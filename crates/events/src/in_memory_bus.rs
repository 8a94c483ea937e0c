//! Process-local notification fan-out.
//!
//! Hosts that run the ledger and its notification consumers in one process
//! (and the test suites) deliver envelopes through [`InMemoryEventBus`]
//! instead of an external broker.

use std::sync::{Mutex, PoisonError, mpsc};

use thiserror::Error;

use crate::bus::{EventBus, Subscription};

#[derive(Debug, Error, Clone, PartialEq, Eq)]
pub enum InMemoryBusError {
    /// A publisher panicked while holding the subscriber list.
    #[error("event bus lock poisoned")]
    Poisoned,
}

/// Broadcasts each published message to every live subscription.
///
/// A subscription only sees messages published after it was created. When a
/// subscription is dropped its channel is pruned on the next publish.
#[derive(Debug)]
pub struct InMemoryEventBus<M> {
    senders: Mutex<Vec<mpsc::Sender<M>>>,
}

impl<M> InMemoryEventBus<M> {
    pub fn new() -> Self {
        Self {
            senders: Mutex::new(Vec::new()),
        }
    }

    /// Live subscriptions, as of the last publish.
    pub fn subscriber_count(&self) -> usize {
        self.senders.lock().map_or(0, |senders| senders.len())
    }
}

impl<M> Default for InMemoryEventBus<M> {
    fn default() -> Self {
        Self::new()
    }
}

impl<M> EventBus<M> for InMemoryEventBus<M>
where
    M: Clone + Send + 'static,
{
    type Error = InMemoryBusError;

    fn publish(&self, message: M) -> Result<(), Self::Error> {
        let mut senders = self
            .senders
            .lock()
            .map_err(|_| InMemoryBusError::Poisoned)?;
        senders.retain(|sender| sender.send(message.clone()).is_ok());
        Ok(())
    }

    fn subscribe(&self) -> Subscription<M> {
        let (sender, receiver) = mpsc::channel();
        // Registering a channel cannot break the list, so a poisoned lock is
        // still usable here.
        self.senders
            .lock()
            .unwrap_or_else(PoisonError::into_inner)
            .push(sender);
        Subscription::new(receiver)
    }
}
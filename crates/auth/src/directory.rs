use std::collections::HashSet;
use std::sync::{Arc, RwLock};

use rankblock_core::AccountName;

/// Existence check for destination accounts.
pub trait AccountDirectory: Send + Sync {
    fn is_account(&self, account: &AccountName) -> bool;
}

impl<D> AccountDirectory for Arc<D>
where
    D: AccountDirectory + ?Sized,
{
    fn is_account(&self, account: &AccountName) -> bool {
        (**self).is_account(account)
    }
}

/// In-memory account directory for tests/dev.
#[derive(Debug, Default)]
pub struct InMemoryAccountDirectory {
    accounts: RwLock<HashSet<AccountName>>,
}

impl InMemoryAccountDirectory {
    pub fn new() -> Self {
        Self::default()
    }

    pub fn with_accounts(accounts: impl IntoIterator<Item = AccountName>) -> Self {
        Self {
            accounts: RwLock::new(accounts.into_iter().collect()),
        }
    }

    /// Register an account. Returns `false` if it was already known.
    pub fn register(&self, account: AccountName) -> bool {
        match self.accounts.write() {
            Ok(mut accounts) => accounts.insert(account),
            Err(_) => false,
        }
    }
}

impl AccountDirectory for InMemoryAccountDirectory {
    fn is_account(&self, account: &AccountName) -> bool {
        self.accounts
            .read()
            .map(|accounts| accounts.contains(account))
            .unwrap_or(false)
    }
}
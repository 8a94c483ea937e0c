//! Storage boundary for ledger records.
//!
//! The ledger reads committed records through [`LedgerStore`] and hands back
//! one [`ChangeSet`] per successful operation. How records are physically
//! kept is the store's business; [`InMemoryLedgerStore`] is the tests/dev
//! implementation.

use std::collections::HashMap;

use thiserror::Error;

use rankblock_core::{AccountName, Entity, SymbolCode};

use crate::balance::AccountBalance;
use crate::registry::SupplyStats;

/// Key of a balance record: one per (holder, symbol code).
pub type BalanceKey = (AccountName, SymbolCode);

#[derive(Debug, Error, Clone, PartialEq, Eq)]
pub enum StoreError {
    #[error("store unavailable: {0}")]
    Unavailable(String),

    #[error("commit rejected: {0}")]
    CommitRejected(String),
}

/// Committed ledger state.
///
/// `commit` must apply a change set entirely or not at all.
pub trait LedgerStore {
    fn load_stats(&self, code: &SymbolCode) -> Result<Option<SupplyStats>, StoreError>;

    fn load_balance(&self, key: &BalanceKey) -> Result<Option<AccountBalance>, StoreError>;

    fn commit(&mut self, changes: ChangeSet) -> Result<(), StoreError>;
}

/// Writes staged by one transaction.
///
/// Stats records are only ever upserted. A balance entry of `None` erases
/// the record.
#[derive(Debug, Clone, Default, PartialEq, Eq)]
pub struct ChangeSet {
    pub(crate) stats: HashMap<SymbolCode, SupplyStats>,
    pub(crate) balances: HashMap<BalanceKey, Option<AccountBalance>>,
}

impl ChangeSet {
    pub fn is_empty(&self) -> bool {
        self.stats.is_empty() && self.balances.is_empty()
    }

    pub fn stats(&self) -> impl Iterator<Item = &SupplyStats> {
        self.stats.values()
    }

    pub fn balances(&self) -> impl Iterator<Item = (&BalanceKey, Option<&AccountBalance>)> {
        self.balances.iter().map(|(key, row)| (key, row.as_ref()))
    }
}

/// Rows of one record type, keyed by the record's entity id.
#[derive(Debug, Clone)]
struct Table<E: Entity> {
    rows: HashMap<E::Id, E>,
}

impl<E: Entity + Clone> Table<E> {
    fn get(&self, id: &E::Id) -> Option<E> {
        self.rows.get(id).cloned()
    }

    fn upsert(&mut self, row: E) {
        self.rows.insert(row.id(), row);
    }

    fn erase(&mut self, id: &E::Id) {
        self.rows.remove(id);
    }

    fn rows(&self) -> impl Iterator<Item = &E> {
        self.rows.values()
    }
}

impl<E: Entity> Default for Table<E> {
    fn default() -> Self {
        Self {
            rows: HashMap::new(),
        }
    }
}

/// In-memory ledger store for tests/dev.
#[derive(Debug, Clone, Default)]
pub struct InMemoryLedgerStore {
    stats: Table<SupplyStats>,
    balances: Table<AccountBalance>,
}

impl InMemoryLedgerStore {
    pub fn new() -> Self {
        Self::default()
    }

    /// Every stats record, in no particular order.
    pub fn all_stats(&self) -> impl Iterator<Item = &SupplyStats> {
        self.stats.rows()
    }

    /// Every balance record held under `code`, in no particular order.
    pub fn balances_of<'a>(
        &'a self,
        code: &'a SymbolCode,
    ) -> impl Iterator<Item = &'a AccountBalance> {
        self.balances
            .rows()
            .filter(move |row| row.balance().symbol().code() == code)
    }

    pub fn balance_count(&self) -> usize {
        self.balances.rows.len()
    }
}

impl LedgerStore for InMemoryLedgerStore {
    fn load_stats(&self, code: &SymbolCode) -> Result<Option<SupplyStats>, StoreError> {
        Ok(self.stats.get(code))
    }

    fn load_balance(&self, key: &BalanceKey) -> Result<Option<AccountBalance>, StoreError> {
        Ok(self.balances.get(key))
    }

    fn commit(&mut self, changes: ChangeSet) -> Result<(), StoreError> {
        for (_, stats) in changes.stats {
            self.stats.upsert(stats);
        }
        for (key, row) in changes.balances {
            match row {
                Some(row) => self.balances.upsert(row),
                None => self.balances.erase(&key),
            }
        }
        Ok(())
    }
}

-=-=-

Every line of the material above should be set down again exactly.

filename crates/events/src/in_memory_bus.rs
repository 8a94c483ea937e0c
//! Process-local notification fan-out.
//!
//! Hosts that run the ledger and its notification consumers in one process
//! (and the test suites) deliver envelopes through [`InMemoryEventBus`]
//! instead of an external broker.

use std::sync::{Mutex, PoisonError, mpsc};

use thiserror::Error;

use crate::bus::{EventBus, Subscription};

#[derive(Debug, Error, Clone, PartialEq, Eq)]
pub enum InMemoryBusError {
    /// A publisher panicked while holding the subscriber list.
    #[error("event bus lock poisoned")]
    Poisoned,
}

/// Broadcasts each published message to every live subscription.
///
/// A subscription only sees messages published after it was created. When a
/// subscription is dropped its channel is pruned on the next publish.
#[derive(Debug)]
pub struct InMemoryEventBus<M> {
    senders: Mutex<Vec<mpsc::Sender<M>>>,
}

impl<M> InMemoryEventBus<M> {
    pub fn new() -> Self {
        Self {
            senders: Mutex::new(Vec::new()),
        }
    }

    /// Live subscriptions, as of the last publish.
    pub fn subscriber_count(&self) -> usize {
        self.senders.lock().map_or(0, |senders| senders.len())
    }
}

impl<M> Default for InMemoryEventBus<M> {
    fn default() -> Self {
        Self::new()
    }
}

impl<M> EventBus<M> for InMemoryEventBus<M>
where
    M: Clone + Send + 'static,
{
    type Error = InMemoryBusError;

    fn publish(&self, message: M) -> Result<(), Self::Error> {
        let mut senders = self
            .senders
            .lock()
            .map_err(|_| InMemoryBusError::Poisoned)?;
        senders.retain(|sender| sender.send(message.clone()).is_ok());
        Ok(())
    }

    fn subscribe(&self) -> Subscription<M> {
        let (sender, receiver) = mpsc::channel();
        // Registering a channel cannot break the list, so a poisoned lock is
        // still usable here.
        self.senders
            .lock()
            .unwrap_or_else(PoisonError::into_inner)
            .push(sender);
        Subscription::new(receiver)
    }
}
filename crates/auth/src/directory.rs
use std::collections::HashSet;
use std::sync::{Arc, RwLock};

use rankblock_core::AccountName;

/// Existence check for destination accounts.
pub trait AccountDirectory: Send + Sync {
    fn is_account(&self, account: &AccountName) -> bool;
}

impl<D> AccountDirectory for Arc<D>
where
    D: AccountDirectory + ?Sized,
{
    fn is_account(&self, account: &AccountName) -> bool {
        (**self).is_account(account)
    }
}

/// In-memory account directory for tests/dev.
#[derive(Debug, Default)]
pub struct InMemoryAccountDirectory {
    accounts: RwLock<HashSet<AccountName>>,
}

impl InMemoryAccountDirectory {
    pub fn new() -> Self {
        Self::default()
    }

    pub fn with_accounts(accounts: impl IntoIterator<Item = AccountName>) -> Self {
        Self {
            accounts: RwLock::new(accounts.into_iter().collect()),
        }
    }

    /// Register an account. Returns `false` if it was already known.
    pub fn register(&self, account: AccountName) -> bool {
        match self.accounts.write() {
            Ok(mut accounts) => accounts.insert(account),
            Err(_) => false,
        }
    }
}

impl AccountDirectory for InMemoryAccountDirectory {
    fn is_account(&self, account: &AccountName) -> bool {
        self.accounts
            .read()
            .map(|accounts| accounts.contains(account))
            .unwrap_or(false)
    }
}
repository 8a94c483ea937e0c
//! Storage boundary for ledger records.
//!
//! The ledger reads committed records through [`LedgerStore`] and hands back
//! one [`ChangeSet`] per successful operation. How records are physically
//! kept is the store's business; [`InMemoryLedgerStore`] is the tests/dev
//! implementation.

use std::collections::HashMap;

use thiserror::Error;

use rankblock_core::{AccountName, Entity, SymbolCode};

use crate::balance::AccountBalance;
use crate::registry::SupplyStats;

/// Key of a balance record: one per (holder, symbol code).
pub type BalanceKey = (AccountName, SymbolCode);

#[derive(Debug, Error, Clone, PartialEq, Eq)]
pub enum StoreError {
    #[error("store unavailable: {0}")]
    Unavailable(String),

    #[error("commit rejected: {0}")]
    CommitRejected(String),
}

/// Committed ledger state.
///
/// `commit` must apply a change set entirely or not at all.
pub trait LedgerStore {
    fn load_stats(&self, code: &SymbolCode) -> Result<Option<SupplyStats>, StoreError>;

    fn load_balance(&self, key: &BalanceKey) -> Result<Option<AccountBalance>, StoreError>;

    fn commit(&mut self, changes: ChangeSet) -> Result<(), StoreError>;
}

/// Writes staged by one transaction.
///
/// Stats records are only ever upserted. A balance entry of `None` erases
/// the record.
#[derive(Debug, Clone, Default, PartialEq, Eq)]
pub struct ChangeSet {
    pub(crate) stats: HashMap<SymbolCode, SupplyStats>,
    pub(crate) balances: HashMap<BalanceKey, Option<AccountBalance>>,
}

impl ChangeSet {
    pub fn is_empty(&self) -> bool {
        self.stats.is_empty() && self.balances.is_empty()
    }

    pub fn stats(&self) -> impl Iterator<Item = &SupplyStats> {
        self.stats.values()
    }

    pub fn balances(&self) -> impl Iterator<Item = (&BalanceKey, Option<&AccountBalance>)> {
        self.balances.iter().map(|(key, row)| (key, row.as_ref()))
    }
}

/// Rows of one record type, keyed by the record's entity id.
#[derive(Debug, Clone)]
struct Table<E: Entity> {
    rows: HashMap<E::Id, E>,
}

impl<E: Entity + Clone> Table<E> {
    fn get(&self, id: &E::Id) -> Option<E> {
        self.rows.get(id).cloned()
    }

    fn upsert(&mut self, row: E) {
        self.rows.insert(row.id(), row);
    }

    fn erase(&mut self, id: &E::Id) {
        self.rows.remove(id);
    }

    fn rows(&self) -> impl Iterator<Item = &E> {
        self.rows.values()
    }
}

impl<E: Entity> Default for Table<E> {
    fn default() -> Self {
        Self {
            rows: HashMap::new(),
        }
    }
}

/// In-memory ledger store for tests/dev.
#[derive(Debug, Clone, Default)]
pub struct InMemoryLedgerStore {
    stats: Table<SupplyStats>,
    balances: Table<AccountBalance>,
}

impl InMemoryLedgerStore {
    pub fn new() -> Self {
        Self::default()
    }

    /// Every stats record, in no particular order.
    pub fn all_stats(&self) -> impl Iterator<Item = &SupplyStats> {
        self.stats.rows()
    }

    /// Every balance record held under `code`, in no particular order.
    pub fn balances_of<'a>(
        &'a self,
        code: &'a SymbolCode,
    ) -> impl Iterator<Item = &'a AccountBalance> {
        self.balances
            .rows()
            .filter(move |row| row.balance().symbol().code() == code)
    }

    pub fn balance_count(&self) -> usize {
        self.balances.rows.len()
    }
}

impl LedgerStore for InMemoryLedgerStore {
    fn load_stats(&self, code: &SymbolCode) -> Result<Option<SupplyStats>, StoreError> {
        Ok(self.stats.get(code))
    }

    fn load_balance(&self, key: &BalanceKey) -> Result<Option<AccountBalance>, StoreError> {
        Ok(self.balances.get(key))
    }

    fn commit(&mut self, changes: ChangeSet) -> Result<(), StoreError> {
        for (_, stats) in changes.stats {
            self.stats.upsert(stats);
        }
        for (key, row) in changes.balances {
            match row {
                Some(row) => self.balances.upsert(row),
                None => self.balances.erase(&key),
            }
        }
        Ok(())
    }
}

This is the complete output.